7. The articles of incorporation of the survivor are not amended.

8. These Articles of Merger shall become effective on December 31, 1998.

(Page 2)


IN WITNESS WHEREOF, these Articles of Merger have been executed in duplicate by
the aforementioned corporation on the day and year hereafter acknowledged.

                                               Federal-Mogul Products, Inc.
                                        ----------------------------------------
                                                  (Name of Corporation)
     Corporate Seal
                                     By /s/ Edward W. Gray, Jr.
                                        ----------------------------------------
                                             (The President or Vice President)
                                           Edward W. Gray, Jr., Vice President
ATTEST:

By /s/ David M. Sherbin
  --------------------------------------
   The Secretary or Assistant Secretary
   David M. Sherbin, Assistant Secretary
                                         Federal-Mogul Redevelopment Corporation
                                        ----------------------------------------
                                                  (Name of Corporation)
     Corporate Seal
                                      By /s/ Edward W. Gray, Jr.
                                         ---------------------------------------
                                             (The President or Vice President)
                                            Edward W. Gray, Jr., Vice President

ATTEST:

By /s/ David M. Sherbin
  --------------------------------------
  The Secretary or Assistant Secretary
  David M. Sherbin, Assistant Secretary

     Corporate Seal
                                         ---------------------------------------
                                                   (Name of Corporation)
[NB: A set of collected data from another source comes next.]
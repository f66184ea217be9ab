use std::{path::PathBuf, sync::Arc, time::Instant};

use anyhow::{Context, Result, anyhow};
use env_logger::Env;
use log::info;
use scene_director::{
    config::Settings,
    llm::{ModelTask, ScriptedModel},
    pipeline::Director,
    protocol::SceneResponse,
    ws,
};

#[derive(Debug, Default, Clone)]
struct Cli {
    prompt: Option<String>,
    max_iterations: Option<u32>,
    config: Option<PathBuf>,
    plan_json: Option<PathBuf>,
    json: bool,
    serve: bool,
    addr: Option<String>,
}

const USAGE: &str = "supported: --prompt <text>, --max-iterations <n>, --config <file.toml>, \
--plan-json <plan.json>, --json, --serve, --addr <host:port>";

fn parse_cli(args: &[String]) -> Result<Cli> {
    let mut cli = Cli::default();
    let mut i = 0;
    while i < args.len() {
        let next = args.get(i + 1).cloned();
        let value = |name: &str| next.clone().ok_or_else(|| anyhow!("missing value for {name}"));
        match args[i].as_str() {
            "--prompt" => {
                cli.prompt = Some(value("--prompt")?);
                i += 2;
            }
            "--max-iterations" => {
                let v = value("--max-iterations")?;
                cli.max_iterations = Some(
                    v.parse()
                        .with_context(|| format!("--max-iterations must be an integer, got '{v}'"))?,
                );
                i += 2;
            }
            "--config" => {
                cli.config = Some(PathBuf::from(value("--config")?));
                i += 2;
            }
            "--plan-json" => {
                cli.plan_json = Some(PathBuf::from(value("--plan-json")?));
                i += 2;
            }
            "--addr" => {
                cli.addr = Some(value("--addr")?);
                i += 2;
            }
            "--json" => {
                cli.json = true;
                i += 1;
            }
            "--serve" => {
                cli.serve = true;
                i += 1;
            }
            other => return Err(anyhow!("unknown argument: {other} ({USAGE})")),
        }
    }
    if !cli.serve && cli.prompt.is_none() {
        return Err(anyhow!("either --prompt or --serve is required ({USAGE})"));
    }
    Ok(cli)
}

fn run_once(director: &Director, cli: &Cli) -> Result<()> {
    let prompt = cli.prompt.as_deref().unwrap_or_default();
    let max = cli
        .max_iterations
        .unwrap_or(director.settings().pipeline.default_max_iterations);

    let started = Instant::now();
    let record = director.run(prompt, max);
    let response = SceneResponse::from_record(&record, started.elapsed().as_millis() as u64);

    if cli.json {
        println!("{}", serde_json::to_string_pretty(&response)?);
    } else if let Some(report) = &response.report {
        println!("{report}");
    } else {
        println!("scene {} ended {:?}", response.scene_id, response.status);
        for e in &response.errors {
            println!("error: {e}");
        }
    }
    info!(
        "[cli] scene {} finished in {} ms",
        response.scene_id, response.elapsed_ms
    );
    Ok(())
}

fn main() -> Result<()> {
    env_logger::Builder::from_env(Env::default().default_filter_or("info")).init();

    let argv: Vec<String> = std::env::args().skip(1).collect();
    let cli = parse_cli(&argv)?;

    let mut settings = Settings::load(cli.config.as_deref())?;
    if let Some(addr) = &cli.addr {
        settings.server.addr = addr.clone();
    }
    let addr = settings.server.addr.clone();
    let mut director = Director::offline(settings)?;

    // A plan file stands in for the language model's decomposition.
    if let Some(path) = &cli.plan_json {
        let text = std::fs::read_to_string(path)
            .with_context(|| format!("failed to read --plan-json file {}", path.display()))?;
        director = director.with_model(Arc::new(ScriptedModel::new().with_response(ModelTask::Plan, text)));
    }

    if cli.serve {
        let handle = ws::spawn_ws_server(&addr, director)?;
        handle
            .join()
            .map_err(|_| anyhow!("ws server thread panicked"))?;
        return Ok(());
    }

    run_once(&director, &cli)
}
                                      By
                                         ---------------------------------------
                                             (The President or Vice President)

ATTEST:

By
  --------------------------------------
   The Secretary or Assistant Secretary


State of        Michigan               )
        -------------------------------
                                       )  ss.
County of       Oakland                )
         ------------------------------

     On this 20th day of November in the year 1998 before me Jacqueline Murdock,
Notary Public in and for said state, personally appeared Edward W. Gray, Jr.,
Vice President, Federal-Mogul Products, Inc., Federal-Mogul Redevelopment Corp.
known to me to be the person who executed the within Articles of Merger in
behalf of said corporation and acknowledged to me that he executed the same for
the purposes therein stated.

 (Notarial Seal)                         /s/ Jacqueline Murdock
                                         ---------------------------------------
                                              Notary Public

                                         My commission expires  Jan. 24, 1999
                                                               -----------------
(Page 3)


State of Michigan   )
                    )  ss.
County of Oakland   )


     On this 20th day of November in the year 1998, before me Jacqueline
Murdock, Notary Public in and for said state, personally appeared David Sherbin,
Assistant Secretary, Federal-Mogul Products, Inc., Federal-Mogul Redevelopment
Corp. known to me to be the person who executed the within Articles of Merger in
behalf of said corporation and acknowledged to me that he executed the same for
the purposes therein stated.

 (Notarial Seal)                    /s/ Jacqueline  Murdock
                                    -----------------------------------------
                                              Notary Public

                                    My commission expires    Jan. 24, 1999
                                                          -------------------

(Page 4)


                                    ANNEX A
                                    -------

                     RESOLUTIONS OF THE BOARD OF DIRECTORS
              OF FEDERAL-MOGUL PRODUCTS, INC. (the "Corporation")
              ---------------------------------------------------


     WHEREAS, the Board of Directors of the Corporation has determined that it
is in the best interests of the Corporation to adopt a Plan of Merger, to effect
the merger of its wholly-owned Subsidiary, Federal-Mogul Redevelopment
Corporation, a Missouri corporation ("Subsidiary"), with and into the
Corporation, and to have the Subsidiary's separate existence cease and
terminate, and to conduct the business of Subsidiary and assume all of the
obligations of the Subsidiary (the "Merger");

     NOW THEREFORE, BE IT RESOLVED, that the Merger is authorized and approved
in all respects, and the Plan of Merger, as set forth in the Articles of Merger
to be filed with the Missouri Secretary of State, is hereby adopted, authorized
and approved in all respects;

     BE IT FURTHER RESOLVED, that the officers of the Corporation be, and each
(acting alone) hereby is, authorized and empowered in the name of and on behalf
of the Corporation to take or cause to be taken all such actions and to sign,
execute, verify, acknowledge, certify to, file and deliver all such instruments
and documents, as shall be in the judgment of any such officer, necessary,
desirable or appropriate in order to effectuate the Merger and to perform the
obligations of the Corporation and the subsidiary under the laws of the State of
Missouri required for the Merger, and as a result of the Merger, including but
not limited to, filing Articles of Merger with the Missouri Secretary of State
and filing any and all other documents necessary in jurisdictions of foreign
qualification; and

     BE IT FURTHER RESOLVED, that any and all prior actions taken by the
officers of the Corporation or an agent or employee of the Corporation under the
direction of such officer in connection with the actions authorized in the above
resolutions hereby are ratified, confirmed, authorized and approved in all
respects.



                              ARTICLES OF MERGER
                            (Section 351.447, RSMo)
                        (To be submitted in duplicate)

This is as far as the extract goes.